The six-hour disruption to the social network's services on Tuesday was caused by a change of internal code that made the micro-blogging platform crash, Twitter has revealed.
The outage, the longest in the website's history, started at around 8.30am GMT with users unable to log into their accounts and access the website.
Twitter managed to fix the problem late in the afternoon saying a faulty software update was removed to make the site run smoothly again.
"The intermittent issue affecting some users between 00:40 to 06:50 PST (Pacific Standard Time) has now been resolved,” the company tweeted.
"The issue was related to an internal code change. We reverted the change, which fixed the issue. Thank you for your patience."
Users in Europe, the Middle East, Africa and North America reported problems with the computer-based platform as well as mobile-based apps. Twitter’s Tweetdeck app was also affected.
The glitch, which received its own #twitterdown hashtag, caused the company’s shares to drop by 7 per cent on the day of the outage. Wall Street has long worried about Twitter's stagnant growth in users and advertising revenue, and analysts said the outage added to the concern.

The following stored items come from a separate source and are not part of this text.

use agentgate::api::{ApiServer, PKG_NAME, VERSION};
use agentgate::backend::Backend;
use agentgate::client::DispatcherClient;
use agentgate::config::{BackendKind, Config};
use agentgate::docker::DockerBackend;
use agentgate::fork::ForkBackend;
use agentgate::provider::Provider;
use agentgate::proxy::ProxyServer;
use agentgate::registry::InstanceRegistry;
use agentgate::session::{SessionConfig, SessionManager};
use std::net::SocketAddr;
use std::path::PathBuf;
use std::sync::Arc;
use std::time::Duration;
use tokio::sync::watch;
use tracing::{error, info};

#[tokio::main]
async fn main() -> anyhow::Result<()> {
    tracing_subscriber::fmt()
        .with_env_filter(
            tracing_subscriber::EnvFilter::from_default_env()
                .add_directive("agentgate=debug".parse().expect("valid log directive")),
        )
        .init();

    let config_path = std::env::args()
        .nth(1)
        .map(PathBuf::from)
        .unwrap_or_else(|| PathBuf::from("agentgate.toml"));

    let config = Config::load(&config_path).map_err(|e| {
        error!(path = %config_path.display(), error = %e, "Failed to load configuration");
        e
    })?;

    info!(
        name = PKG_NAME,
        version = VERSION,
        path = %config_path.display(),
        "Configuration loaded"
    );

    let registry = InstanceRegistry::open(&config.provider.root_path)?;

    let backend = match config.provider.backend {
        BackendKind::Fork => {
            let fork_config = config
                .provider
                .fork
                .clone()
                .expect("validated fork section");
            Backend::Fork(ForkBackend::new(fork_config))
        }
        BackendKind::Docker => {
            let docker_config = config
                .provider
                .docker
                .clone()
                .expect("validated docker section");
            Backend::Docker(DockerBackend::new(docker_config).await?)
        }
    };

    let provider = Arc::new(Provider::new(registry, backend));

    let (shutdown_tx, shutdown_rx) = watch::channel(false);

    // Initialize in the background so both servers can answer 503 while a
    // slow image pull or build is in flight. A failed initialization is
    // fatal for the whole dispatcher.
    let init_provider = Arc::clone(&provider);
    let init_shutdown_tx = shutdown_tx.clone();
    tokio::spawn(async move {
        if let Err(e) = init_provider.initialize().await {
            error!(error = %e, "Provider initialization failed, shutting down");
            let _ = init_shutdown_tx.send(true);
        }
    });

    let api_addr: SocketAddr = format!("{}:{}", config.server.bind, config.server.api_port)
        .parse()
        .map_err(|e| anyhow::anyhow!("Invalid control API address: {}", e))?;
    let proxy_addr: SocketAddr = format!("{}:{}", config.server.bind, config.server.proxy_port)
        .parse()
        .map_err(|e| anyhow::anyhow!("Invalid proxy address: {}", e))?;

    let api_server = ApiServer::new(api_addr, Arc::clone(&provider), shutdown_rx.clone());
    let api_handle = tokio::spawn(async move {
        if let Err(e) = api_server.run().await {
            error!(error = %e, "Control API server error");
        }
    });

    let client = DispatcherClient::new(format!("http://127.0.0.1:{}", config.server.api_port));
    let sessions = SessionManager::new(match config.proxy.cookie_secret.clone() {
        Some(secret) => SessionConfig {
            secret,
            ..SessionConfig::default()
        },
        None => SessionConfig::default(),
    });

    let proxy_server = ProxyServer::new(
        proxy_addr,
        client,
        sessions,
        config.proxy.clone(),
        shutdown_rx.clone(),
    );
    let proxy_handle = tokio::spawn(async move {
        if let Err(e) = proxy_server.run().await {
            error!(error = %e, "Proxy server error");
        }
    });

    wait_for_shutdown(shutdown_rx.clone()).await;

    let _ = shutdown_tx.send(true);

    info!("Stopping all running agents");
    provider.stop_all().await;

    let _ = tokio::time::timeout(Duration::from_secs(5), async {
        let _ = api_handle.await;
        let _ = proxy_handle.await;
    })
    .await;

    info!("Shutdown complete");
    Ok(())
}

/// Block until SIGINT, SIGTERM or an internal shutdown request
async fn wait_for_shutdown(mut shutdown_rx: watch::Receiver<bool>) {
    #[cfg(unix)]
    {
        use tokio::signal::unix::{signal, SignalKind};
        let mut sigterm =
            signal(SignalKind::terminate()).expect("Failed to install SIGTERM handler");

        tokio::select! {
            _ = tokio::signal::ctrl_c() => {
                info!("Received SIGINT, shutting down");
            }
            _ = sigterm.recv() => {
                info!("Received SIGTERM, shutting down");
            }
            _ = shutdown_rx.changed() => {
                info!("Internal shutdown requested");
            }
        }
    }

    #[cfg(not(unix))]
    {
        tokio::select! {
            _ = tokio::signal::ctrl_c() => {
                info!("Received Ctrl+C, shutting down");
            }
            _ = shutdown_rx.changed() => {
                info!("Internal shutdown requested");
            }
        }
    }
}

"The current market malaise and the recent site outages are compounding the negatives and having a very negative reaction on the shares," said Victor Anthony, Axiom Capital Management analyst.
After the initial outage experienced by users in Europe, Saudi Arabia and South Africa, the site went partially back online, but disruptions continued throughout the day and spread to North America as well.
At approximately 17.45 GMT Twitter reported that some users were still having trouble accessing the service.
15 minutes later the company announced the service problems had been resolved.
Twitter currently has just over 300 million users, but had its slowest user growth in 2015. It was eclipsed by photo-sharing app Instagram, which is owned by Facebook and surpassed 400 million users last year.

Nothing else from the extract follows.